• _The problem_: For the records below, report how many lines include the string "enum", leaving out everything except the number.

++++ Available records

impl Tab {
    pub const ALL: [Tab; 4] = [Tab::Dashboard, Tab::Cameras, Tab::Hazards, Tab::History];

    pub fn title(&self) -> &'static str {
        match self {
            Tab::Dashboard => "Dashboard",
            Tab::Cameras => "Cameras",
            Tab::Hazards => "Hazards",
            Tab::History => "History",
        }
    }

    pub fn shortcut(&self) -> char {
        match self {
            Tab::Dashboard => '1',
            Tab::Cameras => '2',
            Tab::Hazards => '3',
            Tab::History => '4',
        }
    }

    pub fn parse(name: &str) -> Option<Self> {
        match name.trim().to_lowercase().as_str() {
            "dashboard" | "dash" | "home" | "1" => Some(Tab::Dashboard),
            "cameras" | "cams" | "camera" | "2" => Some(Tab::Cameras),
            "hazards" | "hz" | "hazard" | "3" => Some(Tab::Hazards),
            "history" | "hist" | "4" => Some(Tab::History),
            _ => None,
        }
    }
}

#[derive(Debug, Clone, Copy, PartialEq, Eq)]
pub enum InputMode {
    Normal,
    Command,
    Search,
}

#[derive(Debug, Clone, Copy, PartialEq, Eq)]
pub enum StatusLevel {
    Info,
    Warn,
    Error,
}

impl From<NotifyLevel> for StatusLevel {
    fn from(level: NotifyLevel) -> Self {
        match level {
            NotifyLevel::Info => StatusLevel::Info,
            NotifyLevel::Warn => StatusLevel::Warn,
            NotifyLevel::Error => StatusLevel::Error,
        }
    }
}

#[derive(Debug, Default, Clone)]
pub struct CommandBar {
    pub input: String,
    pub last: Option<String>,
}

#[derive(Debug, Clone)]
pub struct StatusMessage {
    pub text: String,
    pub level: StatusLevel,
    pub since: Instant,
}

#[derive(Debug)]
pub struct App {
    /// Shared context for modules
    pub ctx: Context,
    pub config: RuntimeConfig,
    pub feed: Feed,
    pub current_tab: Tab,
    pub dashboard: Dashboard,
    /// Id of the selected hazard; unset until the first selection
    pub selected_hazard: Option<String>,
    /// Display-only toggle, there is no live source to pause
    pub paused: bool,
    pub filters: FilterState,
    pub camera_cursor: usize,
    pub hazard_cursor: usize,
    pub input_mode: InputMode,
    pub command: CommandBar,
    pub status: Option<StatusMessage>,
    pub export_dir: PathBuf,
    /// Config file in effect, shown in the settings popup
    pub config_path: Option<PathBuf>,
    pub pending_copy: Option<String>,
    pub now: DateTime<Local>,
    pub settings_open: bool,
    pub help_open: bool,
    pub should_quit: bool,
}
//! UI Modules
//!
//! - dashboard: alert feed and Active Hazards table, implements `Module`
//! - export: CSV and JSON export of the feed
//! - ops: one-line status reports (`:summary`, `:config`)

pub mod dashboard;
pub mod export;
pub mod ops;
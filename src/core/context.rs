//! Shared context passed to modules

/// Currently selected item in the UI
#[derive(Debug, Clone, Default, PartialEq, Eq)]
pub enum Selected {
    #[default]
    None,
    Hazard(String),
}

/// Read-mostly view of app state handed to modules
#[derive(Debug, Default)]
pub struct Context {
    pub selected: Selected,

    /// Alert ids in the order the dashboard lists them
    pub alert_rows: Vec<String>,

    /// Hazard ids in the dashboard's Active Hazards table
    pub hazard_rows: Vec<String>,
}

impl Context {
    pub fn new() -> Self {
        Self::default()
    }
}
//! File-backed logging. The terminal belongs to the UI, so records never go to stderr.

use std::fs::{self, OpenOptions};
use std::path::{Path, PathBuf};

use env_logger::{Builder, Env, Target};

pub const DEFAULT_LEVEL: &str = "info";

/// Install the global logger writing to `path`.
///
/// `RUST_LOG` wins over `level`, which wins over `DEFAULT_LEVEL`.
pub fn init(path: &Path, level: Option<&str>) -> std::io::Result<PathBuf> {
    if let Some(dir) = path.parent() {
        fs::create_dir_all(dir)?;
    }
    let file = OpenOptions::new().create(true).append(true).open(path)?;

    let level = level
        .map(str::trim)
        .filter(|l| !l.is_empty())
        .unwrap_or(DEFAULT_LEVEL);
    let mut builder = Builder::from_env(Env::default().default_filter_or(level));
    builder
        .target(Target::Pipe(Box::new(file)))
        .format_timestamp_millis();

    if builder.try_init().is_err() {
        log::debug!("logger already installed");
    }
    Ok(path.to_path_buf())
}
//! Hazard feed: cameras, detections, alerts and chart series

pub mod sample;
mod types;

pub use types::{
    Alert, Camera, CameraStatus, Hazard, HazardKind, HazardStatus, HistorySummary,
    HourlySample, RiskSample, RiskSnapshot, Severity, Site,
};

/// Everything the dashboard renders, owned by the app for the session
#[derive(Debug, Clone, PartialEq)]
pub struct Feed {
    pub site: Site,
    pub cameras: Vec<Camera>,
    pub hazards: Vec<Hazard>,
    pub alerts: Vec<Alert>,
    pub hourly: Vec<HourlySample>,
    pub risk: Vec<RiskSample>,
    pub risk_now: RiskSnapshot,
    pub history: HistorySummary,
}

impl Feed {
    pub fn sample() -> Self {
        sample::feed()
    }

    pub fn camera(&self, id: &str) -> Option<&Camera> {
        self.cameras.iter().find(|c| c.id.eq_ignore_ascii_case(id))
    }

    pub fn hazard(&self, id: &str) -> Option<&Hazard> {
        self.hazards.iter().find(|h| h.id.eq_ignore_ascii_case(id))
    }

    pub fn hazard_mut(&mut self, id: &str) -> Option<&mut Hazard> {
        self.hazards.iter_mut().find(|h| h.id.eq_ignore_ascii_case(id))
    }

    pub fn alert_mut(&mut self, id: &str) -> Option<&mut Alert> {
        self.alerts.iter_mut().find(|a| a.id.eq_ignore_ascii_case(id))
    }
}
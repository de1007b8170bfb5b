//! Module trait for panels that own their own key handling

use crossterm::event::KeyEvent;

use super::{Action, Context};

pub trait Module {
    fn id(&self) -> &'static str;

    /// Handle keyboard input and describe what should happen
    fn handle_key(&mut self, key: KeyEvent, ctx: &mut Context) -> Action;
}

++++++++

• _Result of this task_: 3